# Successive Collisions

• Feb 9th 2008, 02:44 PM
free_to_fly
[SOLVED] Successive Collisions
I'm stuck on yet another mechanics question

Three perfectly elastic particles A, B and C with masses 3kg, 2kg and 1kg respectively lie at rest in a straight line on a smooth horizontal table with B between A and C. Particle A is projected directly towards B with speed 5m/s and after A has collided with B, B collides with C. Find the speed of each particle after the second impact.

I considered the coefficient of resitution between A and B, and between B and C, as well as conservation of momentum before and after the two impacts, and came up with 5 unknown and only 4 equations:
Let v be the speed of A after 1st impact, w be the speed of B after 1st imacpt, x be the speed of B after the 2nd impact and y be the speed of C after the 2nd impact:
15=3v+2w (1)
coefficient of restitution between A and B e=(w-v)/5 (2)
2w-2x+y (3)
coefficient of resitution between B and c e=(y-x)/w (4)

I need a bit more information to continue or have I missed something in the question? Any help would be greatly appreciated.
• Feb 9th 2008, 04:23 PM
TwistedOne151
Perfectly elastic
By perfectly elastic particles, it means there is no loss of kinetic energy in the collision (see here, for example), so coefficients of restitution are not needed (they are all one). You just have that the total momentum is the same before and after each collision, and that the total kinetic energy is the same before and after each collision.

--Kevin C.
• Feb 11th 2008, 01:46 AM
free_to_fly
So I've come up with 4 equations to solve:
v is the speed of A after first collision,
w is the speed of B after first collision,
x is the speed of B after the second collision,
y is the spped of C after the second collision

Considering the conservation of momentum:
15=3v+2w (1)
2w=2x+y (2)
Then considering the conservation of KE:
75=3v^2+2w^2 (3)
2w^2=2x^2+y^4 (4)
When I solved these I found:
v=3m/s
w=3m/s
x=1m/s
y=4m/s
but according to my book the speeds v=1m/s, x=4m/s and y=8m/s. Where did I go wrong? Help please?
• Feb 11th 2008, 12:03 PM
TwistedOne151
Solving
Your equations look correct, but you must have made an error in solving them, as your solutions don't fit when substituted back in. For example, you have v=w=3 m/s. But if you plug these into your equation (3), you see $3v^2+2w^2$ is 45 for these values, not the needed 75.

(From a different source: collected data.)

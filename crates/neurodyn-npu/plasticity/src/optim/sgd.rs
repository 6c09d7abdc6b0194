// Copyright 2025 Neuraville Inc.
// SPDX-License-Identifier: Apache-2.0

//! Plain stochastic gradient descent: `θ' = θ - η·Δ`

use super::{check_pairs, Optimizer};
use crate::error::Result;
use neurodyn_npu_neural::Tensor;

#[derive(Debug, Clone, Copy, PartialEq)]
pub struct Sgd {
    pub eta: f32,
}

impl Sgd {
    pub fn new(eta: f32) -> Self {
        Self { eta }
    }
}

impl Optimizer for Sgd {
    fn name(&self) -> &'static str {
        "sgd"
    }

    fn step(&mut self, theta: &[Tensor], updates: &[Tensor]) -> Result<Vec<Tensor>> {
        check_pairs(theta, updates)?;
        Ok(theta
            .iter()
            .zip(updates)
            .map(|(p, u)| p - &(u * self.eta))
            .collect())
    }
}

#[cfg(test)]
mod tests {
    use super::*;
    use ndarray::array;

    #[test]
    fn test_sgd_descends() {
        let mut opt = Sgd::new(0.5);
        let out = opt.step(&[array![[1.0, 2.0]]], &[array![[2.0, -2.0]]]).unwrap();
        assert_eq!(out[0], array![[0.0, 3.0]]);
    }
}
// Copyright 2025 Neuraville Inc.
// SPDX-License-Identifier: Apache-2.0

//! Saving and restoring a trained context

use ndarray::array;
use neurodyn::prelude::*;
use neurodyn_npu_plasticity::{CableParameters, HebbianParameters, HebbianSynapse, STPDenseSynapse, STPParameters};

fn build(seed: u64) -> Context {
    let mut ctx = Context::new("model");
    ctx.register(
        RateCell::new(
            "a",
            3,
            1,
            RateParameters {
                tau_m: 0.0,
                ..RateParameters::default()
            },
        )
        .unwrap(),
    )
    .unwrap();
    let lif = LIFParameters {
        tau_theta: 100.0,
        theta_plus: 0.5,
        ..LIFParameters::default()
    };
    ctx.register(LIFCell::new("z", 2, 1, lif, PrngKey::new(seed)).unwrap())
        .unwrap();
    let hebb = HebbianParameters {
        eta: 0.1,
        sign_val: -1.0,
        cable: CableParameters {
            weight_init: WeightInit::uniform(0.5, 0.9),
            bias_init: Some(WeightInit::Constant { value: 0.0 }),
            ..CableParameters::default()
        },
        ..HebbianParameters::default()
    };
    ctx.register(HebbianSynapse::new("W", (3, 2), 1, hebb, PrngKey::new(seed + 1)).unwrap())
        .unwrap();
    ctx.register(STPDenseSynapse::new("S", (3, 2), 1, STPParameters::default(), PrngKey::new(seed + 2)).unwrap())
        .unwrap();

    ctx.link(("a", "z_f"), ("W", "inputs")).unwrap();
    ctx.link(("a", "z_f"), ("W", "pre")).unwrap();
    ctx.link(("W", "outputs"), ("z", "j")).unwrap();
    ctx.link(("z", "s"), ("W", "post")).unwrap();
    ctx
}

fn train(ctx: &mut Context, steps: usize) {
    let advance = ctx.compile_ordered(Command::Advance, &["a", "W", "z", "S"]).unwrap();
    let evolve = ctx.compile(Command::Evolve);
    let mut clock = StepClock::new(0.0, 1.0);
    for _ in 0..steps {
        ctx.set(("a", "j"), array![[1.0, 1.0, 0.0]]).unwrap();
        ctx.run(&advance, clock).unwrap();
        ctx.run(&evolve, clock).unwrap();
        clock = clock.tick();
    }
}

fn tensor(ctx: &Context, component: &str, compartment: &str) -> Tensor {
    match ctx.value((component, compartment)).unwrap() {
        CompartmentValue::Tensor(t) => t.clone(),
        other => panic!("{}.{} is not a tensor: {:?}", component, compartment, other),
    }
}

#[test]
fn test_save_all_and_load_all_restore_learned_state() {
    let dir = tempfile::tempdir().unwrap();
    let mut trained = build(1);
    train(&mut trained, 60);
    trained.save_all(dir.path()).unwrap();

    let theta = tensor(&trained, "z", "thr_theta");
    assert!(theta.sum() > 0.0, "trained population should have fired");

    let mut restored = build(100);
    assert_ne!(tensor(&restored, "W", "weights"), tensor(&trained, "W", "weights"));
    restored.load_all(dir.path()).unwrap();

    for (component, compartment) in [
        ("W", "weights"),
        ("W", "biases"),
        ("z", "thr_theta"),
        ("S", "weights"),
        ("S", "resources"),
    ] {
        assert_eq!(
            tensor(&restored, component, compartment),
            tensor(&trained, component, compartment),
            "{}.{} differs after reload",
            component,
            compartment
        );
    }
    assert_eq!(
        restored.value(("z", "key")).unwrap(),
        trained.value(("z", "key")).unwrap()
    );
}

#[test]
fn test_load_from_empty_directory_fails() {
    let dir = tempfile::tempdir().unwrap();
    let mut ctx = build(3);
    let err = ctx.load_all(dir.path()).unwrap_err();
    assert!(matches!(err, NeuralError::MissingArchive(_)));
}

#[test]
fn test_reset_keeps_learned_weights() {
    let mut ctx = build(7);
    train(&mut ctx, 10);
    let weights = tensor(&ctx, "W", "weights");
    let reset = ctx.compile(Command::Reset);
    ctx.run(&reset, StepClock::new(0.0, 1.0)).unwrap();
    assert_eq!(tensor(&ctx, "W", "weights"), weights);
    assert_eq!(tensor(&ctx, "W", "outputs").sum(), 0.0);
    assert_eq!(tensor(&ctx, "z", "s").sum(), 0.0);
}
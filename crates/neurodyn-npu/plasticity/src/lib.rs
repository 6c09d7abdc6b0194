// Copyright 2025 Neuraville Inc.
// SPDX-License-Identifier: Apache-2.0

//! # Neurodyn Plasticity
//!
//! Synaptic cables between cell populations and the rules that adapt them:
//! - **Dense**: static weighted projection with optional sparse connectivity
//! - **Hebbian**: two-factor rule with soft bounds and weight decay
//! - **Trace / exponential STDP**: spike-timing rules over traces or last-spike times
//! - **STP**: short-term facilitation and depression of effective weights
//! - **Optimizers**: SGD and Adam commit paths for the learning rules
//!
//! Every synapse implements [`Component`](neurodyn_npu_neural::Component) and
//! can be registered in a [`Context`](neurodyn_npu_neural::Context) next to
//! the cells it connects.

/// Crate version from Cargo.toml
pub const VERSION: &str = env!("CARGO_PKG_VERSION");

pub mod error;
pub mod optim;
pub mod synapses;

pub use error::{PlasticityError, Result};
pub use optim::{Adam, Optimizer, OptimizerKind, Sgd};
pub use synapses::{
    compute_layer, enforce_constraints, Cable, CableParameters, Constraints, DenseSynapse, ExpSTDPSynapse,
    HebbianParameters, HebbianSynapse, STDPParameters, STPDenseSynapse, STPParameters, TraceSTDPSynapse,
};
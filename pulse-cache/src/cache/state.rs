//! Query state snapshots delivered to subscribers.
//!
//! Every transition of a cache entry produces a new [`QueryState`]. States
//! are plain values so consumers (and tests) can inspect them without a
//! rendering layer.

use chrono::{DateTime, Utc};
use pulse_core::FetchError;
use std::any::Any;
use std::fmt;
use std::sync::Arc;

/// Lifecycle status of a cache entry.
#[derive(Debug, Clone, Copy, PartialEq, Eq, Hash, Default)]
pub enum QueryStatus {
    /// Never requested, or created but not yet fetched.
    #[default]
    Idle,
    /// First fetch in flight; no data yet.
    Loading,
    Success,
    Error,
}

/// Snapshot of one cache entry.
///
/// `data` is present iff `status` is `Success`; `error` is present iff
/// `status` is `Error`. A refetch of a successful entry keeps the previous
/// data visible with `is_fetching` set instead of dropping back to `Loading`.
pub struct QueryState<T: ?Sized> {
    pub status: QueryStatus,
    pub data: Option<Arc<T>>,
    pub error: Option<FetchError>,
    /// A network call for this entry is in flight.
    pub is_fetching: bool,
    /// Invalidated while nobody was subscribed; the next request refetches.
    pub is_stale: bool,
    /// When the last fetch settled.
    pub updated_at: Option<DateTime<Utc>>,
    /// Monotonic transition counter, used to drop out-of-order deliveries.
    pub(crate) version: u64,
}

pub(crate) type ErasedValue = dyn Any + Send + Sync;
pub(crate) type ErasedState = QueryState<ErasedValue>;

impl<T: ?Sized> QueryState<T> {
    pub fn idle() -> Self {
        Self {
            status: QueryStatus::Idle,
            data: None,
            error: None,
            is_fetching: false,
            is_stale: false,
            updated_at: None,
            version: 0,
        }
    }

    pub fn is_idle(&self) -> bool {
        self.status == QueryStatus::Idle
    }

    /// First load in progress with nothing to show yet.
    pub fn is_loading(&self) -> bool {
        self.status == QueryStatus::Loading
    }

    pub fn is_success(&self) -> bool {
        self.status == QueryStatus::Success
    }

    pub fn is_error(&self) -> bool {
        self.status == QueryStatus::Error
    }

    /// The cached value, if any.
    pub fn data(&self) -> Option<&T> {
        self.data.as_deref()
    }

    pub(crate) fn begin_fetch(&mut self) {
        if self.status == QueryStatus::Success && self.data.is_some() {
            self.is_fetching = true;
        } else {
            self.status = QueryStatus::Loading;
            self.data = None;
            self.error = None;
            self.is_fetching = true;
        }
        self.version += 1;
    }

    pub(crate) fn resolve(&mut self, result: Result<Arc<T>, FetchError>) {
        match result {
            Ok(value) => {
                self.status = QueryStatus::Success;
                self.data = Some(value);
                self.error = None;
            }
            Err(err) => {
                self.status = QueryStatus::Error;
                self.data = None;
                self.error = Some(err);
            }
        }
        self.is_fetching = false;
        self.is_stale = false;
        self.updated_at = Some(Utc::now());
        self.version += 1;
    }

    pub(crate) fn mark_stale(&mut self) {
        self.is_stale = true;
        self.version += 1;
    }
}

impl ErasedState {
    /// Typed view of a type-erased state.
    pub(crate) fn downcast<T: Any + Send + Sync>(&self) -> QueryState<T> {
        let data = self
            .data
            .clone()
            .and_then(|value| value.downcast::<T>().ok());
        debug_assert!(
            self.data.is_none() || data.is_some(),
            "endpoint NAME shared by two output types"
        );
        QueryState {
            status: self.status,
            data,
            error: self.error.clone(),
            is_fetching: self.is_fetching,
            is_stale: self.is_stale,
            updated_at: self.updated_at,
            version: self.version,
        }
    }
}

impl<T: ?Sized> Clone for QueryState<T> {
    fn clone(&self) -> Self {
        Self {
            status: self.status,
            data: self.data.clone(),
            error: self.error.clone(),
            is_fetching: self.is_fetching,
            is_stale: self.is_stale,
            updated_at: self.updated_at,
            version: self.version,
        }
    }
}

impl<T: ?Sized> Default for QueryState<T> {
    fn default() -> Self {
        Self::idle()
    }
}

impl<T: ?Sized> fmt::Debug for QueryState<T> {
    fn fmt(&self, f: &mut fmt::Formatter<'_>) -> fmt::Result {
        f.debug_struct("QueryState")
            .field("status", &self.status)
            .field("has_data", &self.data.is_some())
            .field("error", &self.error)
            .field("is_fetching", &self.is_fetching)
            .field("is_stale", &self.is_stale)
            .field("updated_at", &self.updated_at)
            .finish()
    }
}

#[cfg(test)]
mod tests {
    use super::*;

    #[test]
    fn test_first_fetch_enters_loading() {
        let mut state = QueryState::<u32>::idle();
        state.begin_fetch();
        assert!(state.is_loading());
        assert!(state.is_fetching);
        assert!(state.data.is_none());
    }

    #[test]
    fn test_refetch_keeps_previous_data() {
        let mut state = QueryState::<u32>::idle();
        state.begin_fetch();
        state.resolve(Ok(Arc::new(7)));
        state.begin_fetch();

        assert!(state.is_success());
        assert!(state.is_fetching);
        assert_eq!(state.data(), Some(&7));
    }

    #[test]
    fn test_error_drops_data_and_retry_clears_error() {
        let mut state = QueryState::<u32>::idle();
        state.begin_fetch();
        state.resolve(Ok(Arc::new(1)));
        state.begin_fetch();
        state.resolve(Err(FetchError::transport("users", "connection refused")));

        assert!(state.is_error());
        assert!(state.data.is_none());
        assert!(state.error.is_some());

        state.begin_fetch();
        assert!(state.is_loading());
        assert!(state.error.is_none());
    }

    #[test]
    fn test_versions_increase_on_every_transition() {
        let mut state = QueryState::<u32>::idle();
        let v0 = state.version;
        state.begin_fetch();
        let v1 = state.version;
        state.resolve(Ok(Arc::new(3)));
        let v2 = state.version;
        state.mark_stale();
        assert!(v0 < v1 && v1 < v2 && v2 < state.version);
        assert!(state.is_stale);
    }

    #[test]
    fn test_downcast_roundtrip() {
        let mut erased = ErasedState::idle();
        erased.begin_fetch();
        erased.resolve(Ok(Arc::new(vec![1u64, 2]) as Arc<ErasedValue>));

        let typed = erased.downcast::<Vec<u64>>();
        assert!(typed.is_success());
        assert_eq!(typed.data(), Some(&vec![1, 2]));
    }
}
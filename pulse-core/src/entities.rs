//! Core entity structures
//!
//! Shapes of the upstream REST resources. The upstream source is
//! authoritative; these are read-only on the client.

use crate::{CommentId, PostId, UserId};
use serde::{Deserialize, Serialize};

/// A registered author.
#[derive(Debug, Clone, PartialEq, Serialize, Deserialize)]
pub struct User {
    pub id: UserId,
    pub name: String,
    pub username: String,
    pub email: String,
    pub address: Address,
    pub company: Company,
    #[serde(default)]
    pub phone: Option<String>,
    #[serde(default)]
    pub website: Option<String>,
}

impl User {
    /// Short label used on charts: the first whitespace-separated token of the name.
    pub fn first_name(&self) -> &str {
        self.name.split_whitespace().next().unwrap_or(&self.name)
    }
}

/// Postal address of a user. Only city and zipcode are guaranteed.
#[derive(Debug, Clone, PartialEq, Serialize, Deserialize)]
pub struct Address {
    #[serde(default)]
    pub street: Option<String>,
    #[serde(default)]
    pub suite: Option<String>,
    pub city: String,
    pub zipcode: String,
}

#[derive(Debug, Clone, PartialEq, Serialize, Deserialize)]
pub struct Company {
    pub name: String,
    /// Company tagline.
    #[serde(rename = "catchPhrase", default)]
    pub catch_phrase: String,
    #[serde(default)]
    pub bs: Option<String>,
}

/// A post authored by a user. `user_id` is not required to resolve.
#[derive(Debug, Clone, PartialEq, Eq, Serialize, Deserialize)]
pub struct Post {
    #[serde(rename = "userId")]
    pub user_id: UserId,
    pub id: PostId,
    pub title: String,
    #[serde(default)]
    pub body: String,
}

impl Post {
    /// Case-insensitive substring match on the title.
    pub fn title_matches(&self, term: &str) -> bool {
        self.title.to_lowercase().contains(&term.to_lowercase())
    }
}

/// A comment left on a post.
#[derive(Debug, Clone, PartialEq, Eq, Serialize, Deserialize)]
pub struct Comment {
    #[serde(rename = "postId")]
    pub post_id: PostId,
    pub id: CommentId,
    #[serde(default)]
    pub name: String,
    #[serde(default)]
    pub email: String,
    #[serde(default)]
    pub body: String,
}

#[cfg(test)]
mod tests {
    use super::*;

    #[test]
    fn test_user_decodes_upstream_shape() {
        let raw = serde_json::json!({
            "id": 1,
            "name": "Leanne Graham",
            "username": "Bret",
            "email": "Sincere@april.biz",
            "address": {
                "street": "Kulas Light",
                "suite": "Apt. 556",
                "city": "Gwenborough",
                "zipcode": "92998-3874",
                "geo": { "lat": "-37.3159", "lng": "81.1496" }
            },
            "phone": "1-770-736-8031 x56442",
            "website": "hildegard.org",
            "company": {
                "name": "Romaguera-Crona",
                "catchPhrase": "Multi-layered client-server neural-net",
                "bs": "harness real-time e-markets"
            }
        });

        let user: User = serde_json::from_value(raw).unwrap();
        assert_eq!(user.id, 1);
        assert_eq!(user.first_name(), "Leanne");
        assert_eq!(user.address.city, "Gwenborough");
        assert_eq!(user.company.catch_phrase, "Multi-layered client-server neural-net");
        assert_eq!(user.website.as_deref(), Some("hildegard.org"));
    }

    #[test]
    fn test_user_website_is_optional() {
        let raw = serde_json::json!({
            "id": 2,
            "name": "Bo",
            "username": "bo",
            "email": "bo@example.com",
            "address": { "city": "Oslo", "zipcode": "0150" },
            "company": { "name": "Acme" }
        });

        let user: User = serde_json::from_value(raw).unwrap();
        assert!(user.website.is_none());
        assert_eq!(user.company.catch_phrase, "");
    }

    #[test]
    fn test_post_and_comment_use_camel_case_foreign_keys() {
        let post: Post =
            serde_json::from_str(r#"{"userId":3,"id":10,"title":"Hi","body":"b"}"#).unwrap();
        assert_eq!(post.user_id, 3);

        let comment: Comment =
            serde_json::from_str(r#"{"postId":10,"id":100,"name":"n","email":"e","body":"b"}"#)
                .unwrap();
        assert_eq!(comment.post_id, 10);
    }

    #[test]
    fn test_title_match_is_case_insensitive() {
        let post = Post {
            user_id: 1,
            id: 1,
            title: "Hello World".to_string(),
            body: String::new(),
        };
        assert!(post.title_matches("hello"));
        assert!(post.title_matches("WORLD"));
        assert!(!post.title_matches("bye"));
    }

    #[test]
    fn test_first_name_of_single_word_name() {
        let user = User {
            id: 1,
            name: "Ann".to_string(),
            username: "ann".to_string(),
            email: "ann@example.com".to_string(),
            address: Address {
                street: None,
                suite: None,
                city: "X".to_string(),
                zipcode: "1".to_string(),
            },
            company: Company {
                name: "C".to_string(),
                catch_phrase: String::new(),
                bs: None,
            },
            phone: None,
            website: None,
        };
        assert_eq!(user.first_name(), "Ann");
    }
}
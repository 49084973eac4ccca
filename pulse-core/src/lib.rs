//! Pulse Core - Entity Types and Derived Metrics
//!
//! Pure data structures plus the side-effect-free metrics layer.
//! All other crates depend on this.

pub mod entities;
pub mod error;
pub mod metrics;

// ============================================================================
// IDENTITY TYPES
// ============================================================================

/// Upstream numeric user identifier.
pub type UserId = u64;

/// Upstream numeric post identifier.
pub type PostId = u64;

/// Upstream numeric comment identifier.
pub type CommentId = u64;

pub use entities::{Address, Comment, Company, Post, User};
pub use error::{FetchError, FetchResult};
pub use metrics::{
    compute_metrics, recent_activity, ActivityItem, ContributorShare, DashboardMetrics,
    MetricCards, Totals, UserActivity, CONTRIBUTOR_LIMIT, PER_USER_LIMIT, RECENT_ACTIVITY_LIMIT,
};
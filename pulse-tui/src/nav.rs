//! Navigation and view switching utilities.

#[derive(Debug, Clone, Copy, PartialEq, Eq, Default)]
pub enum View {
    #[default]
    Dashboard,
    Users,
}

impl View {
    pub fn title(&self) -> &'static str {
        match self {
            View::Dashboard => "Dashboard",
            View::Users => "Users",
        }
    }

    pub fn all() -> &'static [View] {
        &[View::Dashboard, View::Users]
    }

    pub fn index(&self) -> usize {
        Self::all().iter().position(|v| v == self).unwrap_or(0)
    }

    pub fn next(&self) -> View {
        let all = Self::all();
        all[(self.index() + 1) % all.len()]
    }

    pub fn previous(&self) -> View {
        let all = Self::all();
        let idx = self.index();
        let prev = if idx == 0 { all.len() - 1 } else { idx - 1 };
        all[prev]
    }
}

To solve for v and w, use substitution:
$3v+2w=15$
$w=\frac{15-3v}{2}$
$3v^2+2w^2=75$
$3v^2+2(\frac{15-3v}{2})^2=75$
$3v^2+\frac{(15-3v)^2}{2}=75$
$6v^2+(15-3v)^2=150$
$6v^2+9v^2-90v+225=150$
$15v^2-90v+75=0$
$v^2-6v+5=0$
Solving this quadratic will give you v. (Note that one of the two solutions will be the initial value for the velocity, which is 5 m/s. You will want the other solution). From v, you can obtain w, and then with those values, you can use (2) and (4) to solve for x and y in the same manner

--Kevin C.
• Feb 11th 2008, 02:09 PM
free_to_fly
I've redone my calculations and obtained the following results:
v=1m/s
w=6m/s
x=2m/s
y=4m/s

Unfortunately this is still incorrect, because according to my text book, v=1m/s, x=4m/s and y=8m/s. Do you also get these solutions?
• Feb 11th 2008, 04:39 PM
TwistedOne151
I don't see how the book answer can work: it gives a final momentum of
3*1+2*4+1*8=19 kg*m/s, but the initial momentum is only 15 kg*m/s

The v and the w are correct.
This gives us $2x^2+y^2=2*6^2=72$ and $2x+y=2*6=12$

Solving the second for y, $y=12-2x$, so:
$2x^2+(12-2x)^2=72$
$2x^2+4x^2-48x+144=72$
$6x^2-48x+72=0$
$2x^2+4x^2-48x+144=72$
$x^2-8x+12=0$
$(x-6)(x-2)=0$
The x=6 (and y=0) solution is the pre-impact condition, so the post-impact condition is x=2 m/s, y=8 m/s

We see that this result has the right total momentum (15 kg*m/s) and energy.

--Kevin C.